Das FG gab der dagegen gerichteten Klage statt (vgl. EFG 2002, 840). Mit dem angefochtenen Zwischenurteil stellte es fest, dass der Kläger die erforderliche Überschusserzielungsabsicht verfolgt habe. In die voraussichtlichen Renteneinnahmen seien auch die der überlebenden Ehefrau wahrscheinlich zufließenden Rentenbeträge einzubeziehen. Der BFH bestätigte die Vorentscheidung.
Entscheidung
Der Zeitraum, für den die Überschussprognose durchzuführen sei, entspreche bei den Einkünften aus Leibrenten regelmäßig der Gesamtdauer der Vermögensnutzung. Maßgebend seien allein die bei Vertragsschluss erkennbaren Verhältnisse, weil sich der Rentenberechtigte bereits in diesem Zeitpunkt endgültig gebunden habe. In die Überschussprognose seien auch diejenigen steuerpflichtigen Renteneinnahmen einzubeziehen, die voraussichtlich der Klägerin nach dem Tod des Klägers zufließen würden. Denn Überschussprognosen beruhten in weitaus größerem Umfang als förmliche Steuerfestsetzungen auf wirtschaftlichen Überlegungen und Wahrscheinlichkeitserwägungen.
Bei wirtschaftlicher Betrachtung der sich im Streitfall wahrscheinlich ergebenden wirtschaftlichen Entwicklung würden aber voraussichtlich Einnahmen aus der Hinterbliebenenrente zufließen und der Einkommensbesteuerung unterliegen.
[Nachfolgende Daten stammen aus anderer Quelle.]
//! 重试策略模块

pub mod exponential;
pub mod step;

pub use exponential::ExponentialBackoffPolicy;
pub use step::StepBackoffPolicy;

use crate::error::FlareError;
use std::time::Duration;

/// 重试策略 trait
///
/// `attempt` 从 1 开始计数，表示已经失败的次数。
pub trait RetryPolicy: Send + Sync {
    fn should_retry(&self, attempt: usize, error: &FlareError) -> bool;
    fn backoff_duration(&self, attempt: usize) -> Duration;
    fn max_attempts(&self) -> usize;
}
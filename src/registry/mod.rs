//! 服务注册发现模块
//!
//! `Registry` 是对外部注册中心的抽象，提供注册、注销、查询服务实例的能力。
//! 目前支持的后端：
//! - `consul`：基于 Consul HTTP API
//! - `memory`：进程内实现，用于本地开发与测试

pub mod consul;
pub mod memory;
pub mod types;

pub use consul::ConsulRegistry;
pub use memory::MemoryRegistry;
pub use types::{Endpoint, Node, Service, Value};

use crate::config::RegistryConfig;
use crate::error::{FlareError, Result};
use async_trait::async_trait;
use std::fmt;
use std::sync::Arc;
use std::time::Duration;

/// 注册中心 Trait
#[async_trait]
pub trait Registry: Send + Sync {
    /// 后端名称，同时作为解析器的 scheme
    fn name(&self) -> &str;

    /// 注册服务实例（内容未变化时跳过网络注册）
    async fn register(&self, service: &Service, options: &RegisterOptions) -> Result<()>;

    /// 按 `Node.id` 注销服务实例
    async fn deregister(&self, service: &Service) -> Result<()>;

    /// 查询服务实例，永远不会返回处于 critical 状态的实例
    ///
    /// 没有实例时返回空列表而不是错误。
    async fn get_service(&self, name: &str, options: &GetOptions) -> Result<Vec<Service>>;

    /// 列出所有服务名（只填充 `name`）
    async fn list_services(&self) -> Result<Vec<Service>>;
}

/// 健康检查方式
#[derive(Debug, Clone, PartialEq, Eq)]
pub enum CheckTarget {
    /// TCP 探测，值为 `host:port`
    Tcp(String),
    /// HTTP 探测，值为 URL
    Http(String),
}

/// 健康检查定义
#[derive(Debug, Clone, PartialEq, Eq)]
pub struct CheckSpec {
    pub target: CheckTarget,
    pub interval: Duration,
    pub timeout: Duration,
}

impl CheckSpec {
    /// interval 或 timeout 为 0 时返回 None（不启用）
    pub fn tcp(addr: impl Into<String>, interval: Duration, timeout: Duration) -> Option<Self> {
        Self::build(CheckTarget::Tcp(addr.into()), interval, timeout)
    }

    /// interval 或 timeout 为 0 时返回 None（不启用）
    pub fn http(url: impl Into<String>, interval: Duration, timeout: Duration) -> Option<Self> {
        Self::build(CheckTarget::Http(url.into()), interval, timeout)
    }

    fn build(target: CheckTarget, interval: Duration, timeout: Duration) -> Option<Self> {
        if interval.is_zero() || timeout.is_zero() {
            return None;
        }
        Some(Self {
            target,
            interval,
            timeout,
        })
    }
}

/// 注册选项
#[derive(Debug, Clone, Default)]
pub struct RegisterOptions {
    pub ttl: Duration,
    pub tcp_check: Option<CheckSpec>,
    pub http_check: Option<CheckSpec>,
}

impl RegisterOptions {
    pub fn with_ttl(mut self, ttl: Duration) -> Self {
        self.ttl = ttl;
        self
    }

    pub fn with_tcp_check(mut self, check: Option<CheckSpec>) -> Self {
        self.tcp_check = check;
        self
    }

    pub fn with_http_check(mut self, check: Option<CheckSpec>) -> Self {
        self.http_check = check;
        self
    }

    /// 按优先级 TCP > HTTP 选出的探测检查
    pub fn probe_check(&self) -> Option<&CheckSpec> {
        self.tcp_check.as_ref().or(self.http_check.as_ref())
    }

    /// 生效的 TTL：配置了 TCP/HTTP 检查时为 0
    pub fn effective_ttl(&self) -> Duration {
        if self.probe_check().is_some() {
            Duration::ZERO
        } else {
            self.ttl
        }
    }
}

/// 查询元信息
#[derive(Debug, Clone, Copy, Default, PartialEq, Eq)]
pub struct QueryMeta {
    /// 后端变更索引，用于下一次长轮询
    pub last_index: u64,
    pub known_leader: bool,
}

/// 长轮询查询参数
#[derive(Debug, Clone, Default)]
pub struct QueryOptions {
    pub wait_index: u64,
    pub wait_time: Option<Duration>,
    /// 就近排序，例如 `_agent`
    pub near: Option<String>,
    pub datacenter: Option<String>,
    pub allow_stale: bool,
}

/// 查询结果回调
pub type QueryCallback = Arc<dyn Fn(&QueryMeta) + Send + Sync>;

/// 查询选项
#[derive(Clone, Default)]
pub struct GetOptions {
    pub passing_only: bool,
    /// 为 None 时执行一次允许旧数据的普通查询
    pub query: Option<QueryOptions>,
    pub on_result: Option<QueryCallback>,
}

impl GetOptions {
    pub fn with_passing_only(mut self, passing_only: bool) -> Self {
        self.passing_only = passing_only;
        self
    }

    pub fn with_query(mut self, query: QueryOptions) -> Self {
        self.query = Some(query);
        self
    }

    pub fn with_result_callback<F>(mut self, callback: F) -> Self
    where
        F: Fn(&QueryMeta) + Send + Sync + 'static,
    {
        self.on_result = Some(Arc::new(callback));
        self
    }

    pub(crate) fn notify(&self, meta: &QueryMeta) {
        if let Some(callback) = &self.on_result {
            callback(meta);
        }
    }
}

impl fmt::Debug for GetOptions {
    fn fmt(&self, f: &mut fmt::Formatter<'_>) -> fmt::Result {
        f.debug_struct("GetOptions")
            .field("passing_only", &self.passing_only)
            .field("query", &self.query)
            .field("on_result", &self.on_result.is_some())
            .finish()
    }
}

/// 注册中心类型
#[derive(Debug, Clone, Copy, PartialEq, Eq)]
pub enum RegistryType {
    Consul,
    Memory,
}

impl RegistryType {
    pub fn parse(s: &str) -> Result<Self> {
        match s.to_lowercase().as_str() {
            "consul" => Ok(RegistryType::Consul),
            "memory" => Ok(RegistryType::Memory),
            other => Err(FlareError::configuration(format!(
                "unsupported registry type: {}",
                other
            ))),
        }
    }
}

/// 创建注册中心实例
pub async fn create_registry(config: &RegistryConfig) -> Result<Arc<dyn Registry>> {
    match RegistryType::parse(&config.registry_type)? {
        RegistryType::Consul => Ok(Arc::new(ConsulRegistry::connect(config).await?)),
        RegistryType::Memory => Ok(Arc::new(MemoryRegistry::new())),
    }
}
Auch diese Einnahmen hätten ihre Grundlage in dem vom Kläger abgeschlossenen Rentenvertrag und seien durch den vom Kläger gezahlten Einmalbeitrag mit erworben. Ohne die Hinterbliebenenversorgung wäre entweder (bei unveränderter Höhe des Einmalbeitrags) die an den Kläger zu zahlende Leibrente höher ausgefallen, was seine steuerpflichtigen Einnahmen erhöht hätte, oder der Einmalbeitrag wäre (bei unveränderter Höhe der monatlichen Rentenzahlung) geringer ausgefallen, womit sich auch die Finanzierungskosten im selben Verhältnis vermindert hätten.
Hinweis
Mit der im Besprechungsurteil vorgenommenen subjekt-übergreifenden Totalüberschussprognose hat der BFH die bislang von der Finanzverwaltung (vgl. Verfügungen der OFD Kiel vom 4.10.2000, FR 2001, 323, und der OFD Hannover vom 16.4.2002, FR 2002, 851) vertretene differenzierende Auffassung abgelehnt, wonach unterschieden werden soll zwischen der Vereinbarung von Hinterbliebenenrenten einerseits (keine Einbeziehung der Zahlungen an den überlebenden Ehegatten) und andererseits Verträgen, bei denen beide Ehegatten Versicherungsnehmer sind (Einbeziehung der Zahlungen an den überlebenden Ehegatten), bzw. Verträgen, bei denen die Rentenzahlungen nicht vom Leben des Versicherungsnehmers, sondern einer dritten Person abhängig sind und nach dem Tod des Versicherungsnehmers weiterhin an dessen Erben erbracht werden sollen (Einbeziehung der Zahlungen an den Erben).
Für die Richtigkeit der im Besprechungsurteil befürworteten Ansicht spricht vor allem, dass der BFH auch in anderen Konstellationen eine subjektübergreifende Totalüberschuss- bzw. Totalgewinnprognose befürwortet hat, namentlich bei den sog. Generationenbetrieben in der Land- und Forstwirtschaft (vgl. z.B. BFH, Urteil vom 24.8. 2000, IV R 46/99, BStBl II 2000, 674) und bei den Einkünften aus Vermietung und Verpachtung (vgl. z.B. BFH, Urteil vom 6.11.2001, IX R 97/00, BFH-PR 2002, 129).